_Instructions for the task:_
Below is a listing. Set down exactly the lines from the one containing "Some(entry) if entry.0" through the one containing "outside the cached", both ends included, and leave out the rest.

_Source records:_

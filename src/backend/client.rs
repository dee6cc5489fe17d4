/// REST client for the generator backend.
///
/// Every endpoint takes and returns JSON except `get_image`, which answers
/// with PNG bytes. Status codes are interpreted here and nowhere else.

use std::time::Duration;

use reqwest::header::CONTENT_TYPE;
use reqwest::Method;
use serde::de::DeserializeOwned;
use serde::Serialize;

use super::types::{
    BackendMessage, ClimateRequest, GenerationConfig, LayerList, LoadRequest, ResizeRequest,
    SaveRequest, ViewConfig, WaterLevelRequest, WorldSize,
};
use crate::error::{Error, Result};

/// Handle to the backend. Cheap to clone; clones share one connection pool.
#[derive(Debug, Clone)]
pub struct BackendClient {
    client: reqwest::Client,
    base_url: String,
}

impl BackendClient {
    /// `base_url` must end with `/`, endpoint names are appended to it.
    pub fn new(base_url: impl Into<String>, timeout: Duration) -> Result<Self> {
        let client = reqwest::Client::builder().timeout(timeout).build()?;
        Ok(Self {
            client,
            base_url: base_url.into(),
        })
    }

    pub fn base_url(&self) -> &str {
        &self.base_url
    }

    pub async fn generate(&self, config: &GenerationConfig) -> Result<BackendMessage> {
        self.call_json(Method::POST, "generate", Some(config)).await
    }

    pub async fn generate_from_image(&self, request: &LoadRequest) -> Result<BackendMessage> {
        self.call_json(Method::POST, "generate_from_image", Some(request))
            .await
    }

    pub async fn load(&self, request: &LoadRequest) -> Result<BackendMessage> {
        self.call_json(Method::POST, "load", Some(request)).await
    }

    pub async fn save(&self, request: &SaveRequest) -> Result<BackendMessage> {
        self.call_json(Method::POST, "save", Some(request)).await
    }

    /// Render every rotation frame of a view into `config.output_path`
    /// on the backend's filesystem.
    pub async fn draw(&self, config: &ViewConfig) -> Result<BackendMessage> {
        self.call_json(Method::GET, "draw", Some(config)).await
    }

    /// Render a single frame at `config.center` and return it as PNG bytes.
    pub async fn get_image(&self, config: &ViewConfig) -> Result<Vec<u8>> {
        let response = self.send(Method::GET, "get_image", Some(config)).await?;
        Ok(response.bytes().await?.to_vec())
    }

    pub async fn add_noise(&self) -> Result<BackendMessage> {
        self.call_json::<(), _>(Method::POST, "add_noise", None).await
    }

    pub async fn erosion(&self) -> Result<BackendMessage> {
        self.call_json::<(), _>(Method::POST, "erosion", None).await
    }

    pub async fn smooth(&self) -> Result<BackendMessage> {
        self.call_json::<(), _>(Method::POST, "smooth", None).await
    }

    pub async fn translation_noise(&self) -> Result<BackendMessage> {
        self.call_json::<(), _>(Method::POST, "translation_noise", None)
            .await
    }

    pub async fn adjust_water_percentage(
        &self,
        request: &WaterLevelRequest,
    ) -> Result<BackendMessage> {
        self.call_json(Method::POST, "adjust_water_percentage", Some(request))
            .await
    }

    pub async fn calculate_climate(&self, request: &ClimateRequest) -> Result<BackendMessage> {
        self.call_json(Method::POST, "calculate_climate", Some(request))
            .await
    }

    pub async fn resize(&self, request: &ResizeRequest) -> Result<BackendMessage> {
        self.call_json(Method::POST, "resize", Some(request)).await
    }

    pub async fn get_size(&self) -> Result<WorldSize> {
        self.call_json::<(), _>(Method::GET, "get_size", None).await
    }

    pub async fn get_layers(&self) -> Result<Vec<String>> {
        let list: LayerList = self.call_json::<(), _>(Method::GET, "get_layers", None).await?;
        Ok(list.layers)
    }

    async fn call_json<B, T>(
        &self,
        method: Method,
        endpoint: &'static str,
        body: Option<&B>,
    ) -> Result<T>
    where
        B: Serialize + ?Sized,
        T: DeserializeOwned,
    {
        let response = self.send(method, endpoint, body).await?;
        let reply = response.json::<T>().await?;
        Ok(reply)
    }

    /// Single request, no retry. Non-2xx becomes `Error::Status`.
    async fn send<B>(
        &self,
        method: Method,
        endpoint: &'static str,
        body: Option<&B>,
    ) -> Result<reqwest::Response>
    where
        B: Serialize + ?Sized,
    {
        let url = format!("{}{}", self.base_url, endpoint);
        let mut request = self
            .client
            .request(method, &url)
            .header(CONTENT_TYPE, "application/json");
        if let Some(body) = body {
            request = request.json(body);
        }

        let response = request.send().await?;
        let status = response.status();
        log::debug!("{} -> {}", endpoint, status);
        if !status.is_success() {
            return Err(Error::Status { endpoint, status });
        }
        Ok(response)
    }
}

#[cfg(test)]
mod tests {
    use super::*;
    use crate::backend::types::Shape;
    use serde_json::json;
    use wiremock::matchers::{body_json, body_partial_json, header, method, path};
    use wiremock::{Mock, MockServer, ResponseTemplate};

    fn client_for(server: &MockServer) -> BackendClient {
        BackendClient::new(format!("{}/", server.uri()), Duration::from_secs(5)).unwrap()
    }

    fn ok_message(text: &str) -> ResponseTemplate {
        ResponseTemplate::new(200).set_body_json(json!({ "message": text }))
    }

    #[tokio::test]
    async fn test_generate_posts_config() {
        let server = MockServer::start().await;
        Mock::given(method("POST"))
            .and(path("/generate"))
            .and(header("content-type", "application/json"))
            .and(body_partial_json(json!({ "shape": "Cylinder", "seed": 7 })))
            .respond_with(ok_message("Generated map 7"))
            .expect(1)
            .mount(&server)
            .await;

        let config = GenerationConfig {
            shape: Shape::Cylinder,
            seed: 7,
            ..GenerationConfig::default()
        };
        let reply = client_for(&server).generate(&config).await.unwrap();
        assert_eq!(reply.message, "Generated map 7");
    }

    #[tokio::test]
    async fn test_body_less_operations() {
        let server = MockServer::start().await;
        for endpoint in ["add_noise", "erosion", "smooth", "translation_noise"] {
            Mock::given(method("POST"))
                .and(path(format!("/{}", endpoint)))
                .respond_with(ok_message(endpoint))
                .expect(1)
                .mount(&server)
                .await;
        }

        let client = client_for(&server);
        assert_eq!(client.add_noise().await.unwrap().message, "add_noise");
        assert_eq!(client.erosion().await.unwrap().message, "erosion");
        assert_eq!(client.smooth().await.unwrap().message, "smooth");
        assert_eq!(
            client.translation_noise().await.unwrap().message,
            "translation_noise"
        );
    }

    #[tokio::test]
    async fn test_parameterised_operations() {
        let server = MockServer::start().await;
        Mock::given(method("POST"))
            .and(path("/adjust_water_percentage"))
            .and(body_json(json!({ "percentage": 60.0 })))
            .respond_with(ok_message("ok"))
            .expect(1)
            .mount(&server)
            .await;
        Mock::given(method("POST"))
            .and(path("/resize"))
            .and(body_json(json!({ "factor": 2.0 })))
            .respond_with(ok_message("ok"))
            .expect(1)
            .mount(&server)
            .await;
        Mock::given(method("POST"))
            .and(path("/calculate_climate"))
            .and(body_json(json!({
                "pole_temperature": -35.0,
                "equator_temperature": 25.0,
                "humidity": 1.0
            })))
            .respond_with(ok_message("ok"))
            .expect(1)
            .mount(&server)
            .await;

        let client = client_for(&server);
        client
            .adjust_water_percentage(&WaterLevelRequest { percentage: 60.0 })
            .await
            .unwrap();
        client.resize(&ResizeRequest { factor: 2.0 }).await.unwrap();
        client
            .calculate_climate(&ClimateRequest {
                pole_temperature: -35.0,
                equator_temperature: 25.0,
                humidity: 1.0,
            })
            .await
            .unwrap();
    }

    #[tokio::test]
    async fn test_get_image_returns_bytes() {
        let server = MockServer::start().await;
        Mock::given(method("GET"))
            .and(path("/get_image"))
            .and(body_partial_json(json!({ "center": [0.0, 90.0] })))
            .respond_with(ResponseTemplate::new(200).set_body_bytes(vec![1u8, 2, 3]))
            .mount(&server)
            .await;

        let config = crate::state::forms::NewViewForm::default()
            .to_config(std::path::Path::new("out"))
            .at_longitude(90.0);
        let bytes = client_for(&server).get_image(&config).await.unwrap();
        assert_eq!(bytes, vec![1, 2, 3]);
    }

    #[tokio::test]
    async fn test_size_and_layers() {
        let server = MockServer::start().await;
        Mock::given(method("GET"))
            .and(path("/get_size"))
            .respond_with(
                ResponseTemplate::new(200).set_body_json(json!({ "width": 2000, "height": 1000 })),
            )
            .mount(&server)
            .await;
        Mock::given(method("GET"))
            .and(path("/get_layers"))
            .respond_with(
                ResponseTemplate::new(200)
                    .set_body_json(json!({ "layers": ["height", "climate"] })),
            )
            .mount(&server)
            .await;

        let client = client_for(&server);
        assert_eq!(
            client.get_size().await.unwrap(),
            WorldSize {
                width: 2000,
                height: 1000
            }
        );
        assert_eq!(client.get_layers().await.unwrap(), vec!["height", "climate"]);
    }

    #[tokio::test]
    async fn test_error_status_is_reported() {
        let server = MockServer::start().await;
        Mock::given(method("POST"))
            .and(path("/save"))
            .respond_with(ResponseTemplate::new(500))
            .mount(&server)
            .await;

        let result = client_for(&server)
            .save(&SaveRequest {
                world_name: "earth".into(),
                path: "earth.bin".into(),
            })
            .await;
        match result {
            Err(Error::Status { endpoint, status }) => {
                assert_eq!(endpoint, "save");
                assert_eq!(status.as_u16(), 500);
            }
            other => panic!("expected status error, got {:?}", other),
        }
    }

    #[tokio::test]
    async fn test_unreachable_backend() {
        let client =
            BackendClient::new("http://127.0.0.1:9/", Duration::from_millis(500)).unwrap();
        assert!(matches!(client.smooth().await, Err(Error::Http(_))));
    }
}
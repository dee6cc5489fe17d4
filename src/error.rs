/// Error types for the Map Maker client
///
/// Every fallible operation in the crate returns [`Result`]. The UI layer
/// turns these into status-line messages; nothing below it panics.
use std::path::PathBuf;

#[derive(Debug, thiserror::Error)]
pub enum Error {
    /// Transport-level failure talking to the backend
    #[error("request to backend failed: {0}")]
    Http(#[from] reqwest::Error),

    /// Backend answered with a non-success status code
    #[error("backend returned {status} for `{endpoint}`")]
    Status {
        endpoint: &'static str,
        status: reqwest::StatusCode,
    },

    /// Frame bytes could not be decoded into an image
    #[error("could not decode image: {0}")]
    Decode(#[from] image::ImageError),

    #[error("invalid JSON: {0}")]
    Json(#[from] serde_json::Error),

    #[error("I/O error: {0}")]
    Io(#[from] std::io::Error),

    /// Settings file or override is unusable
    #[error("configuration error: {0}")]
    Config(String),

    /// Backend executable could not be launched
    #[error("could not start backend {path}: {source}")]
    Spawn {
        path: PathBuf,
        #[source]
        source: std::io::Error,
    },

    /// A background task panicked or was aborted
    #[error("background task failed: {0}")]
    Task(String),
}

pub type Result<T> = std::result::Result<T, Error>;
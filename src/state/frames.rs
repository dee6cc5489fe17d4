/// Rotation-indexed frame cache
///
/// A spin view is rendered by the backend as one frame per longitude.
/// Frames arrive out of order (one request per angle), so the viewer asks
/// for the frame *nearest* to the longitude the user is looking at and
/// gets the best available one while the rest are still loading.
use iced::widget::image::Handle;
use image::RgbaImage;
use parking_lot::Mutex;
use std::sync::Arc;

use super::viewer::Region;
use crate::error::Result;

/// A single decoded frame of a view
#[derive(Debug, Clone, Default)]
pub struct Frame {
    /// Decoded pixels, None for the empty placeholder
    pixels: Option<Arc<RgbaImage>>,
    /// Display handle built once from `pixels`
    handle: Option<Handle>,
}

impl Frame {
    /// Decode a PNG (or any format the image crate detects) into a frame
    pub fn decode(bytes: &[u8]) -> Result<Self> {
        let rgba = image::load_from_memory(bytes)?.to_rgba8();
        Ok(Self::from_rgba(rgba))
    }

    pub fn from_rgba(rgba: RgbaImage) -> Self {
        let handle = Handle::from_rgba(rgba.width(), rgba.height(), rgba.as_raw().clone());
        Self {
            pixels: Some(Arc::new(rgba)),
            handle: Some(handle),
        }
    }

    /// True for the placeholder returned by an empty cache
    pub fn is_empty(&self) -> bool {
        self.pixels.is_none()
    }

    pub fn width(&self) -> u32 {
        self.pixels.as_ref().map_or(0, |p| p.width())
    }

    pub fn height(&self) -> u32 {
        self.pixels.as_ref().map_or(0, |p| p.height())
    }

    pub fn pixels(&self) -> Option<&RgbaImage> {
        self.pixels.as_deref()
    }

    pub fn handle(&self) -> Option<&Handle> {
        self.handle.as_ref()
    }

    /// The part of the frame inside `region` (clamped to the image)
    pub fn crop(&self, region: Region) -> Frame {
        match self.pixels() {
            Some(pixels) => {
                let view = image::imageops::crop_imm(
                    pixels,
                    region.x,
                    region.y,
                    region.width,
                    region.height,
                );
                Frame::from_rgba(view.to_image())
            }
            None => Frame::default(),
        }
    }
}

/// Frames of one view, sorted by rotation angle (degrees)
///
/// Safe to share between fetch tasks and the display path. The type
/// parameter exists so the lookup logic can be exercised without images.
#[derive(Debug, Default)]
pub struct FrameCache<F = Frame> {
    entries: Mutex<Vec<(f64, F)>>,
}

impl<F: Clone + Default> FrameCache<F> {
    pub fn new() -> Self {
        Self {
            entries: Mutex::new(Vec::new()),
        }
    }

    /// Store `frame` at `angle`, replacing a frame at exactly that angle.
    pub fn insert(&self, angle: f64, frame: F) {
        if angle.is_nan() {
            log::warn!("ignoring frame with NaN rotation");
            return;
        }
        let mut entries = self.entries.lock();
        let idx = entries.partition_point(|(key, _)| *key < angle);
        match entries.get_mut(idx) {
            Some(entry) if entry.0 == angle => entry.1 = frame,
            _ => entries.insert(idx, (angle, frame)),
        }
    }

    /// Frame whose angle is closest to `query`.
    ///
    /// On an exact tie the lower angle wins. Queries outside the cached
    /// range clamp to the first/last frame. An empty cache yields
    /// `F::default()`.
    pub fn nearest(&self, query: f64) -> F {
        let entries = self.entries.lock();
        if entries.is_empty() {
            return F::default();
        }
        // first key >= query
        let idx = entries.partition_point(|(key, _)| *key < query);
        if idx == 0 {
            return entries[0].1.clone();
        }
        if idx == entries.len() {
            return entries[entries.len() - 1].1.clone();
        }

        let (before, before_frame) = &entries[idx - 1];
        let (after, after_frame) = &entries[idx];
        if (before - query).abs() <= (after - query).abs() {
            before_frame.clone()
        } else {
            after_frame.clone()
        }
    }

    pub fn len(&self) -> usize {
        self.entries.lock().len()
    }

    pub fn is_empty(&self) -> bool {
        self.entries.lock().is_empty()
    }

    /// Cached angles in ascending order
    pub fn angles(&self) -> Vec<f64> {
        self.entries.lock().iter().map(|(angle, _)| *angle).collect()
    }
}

_The completed task:_
            Some(entry) if entry.0 == angle => entry.1 = frame,
            _ => entries.insert(idx, (angle, frame)),
        }
    }

    /// Frame whose angle is closest to `query`.
    ///
    /// On an exact tie the lower angle wins. Queries outside the cached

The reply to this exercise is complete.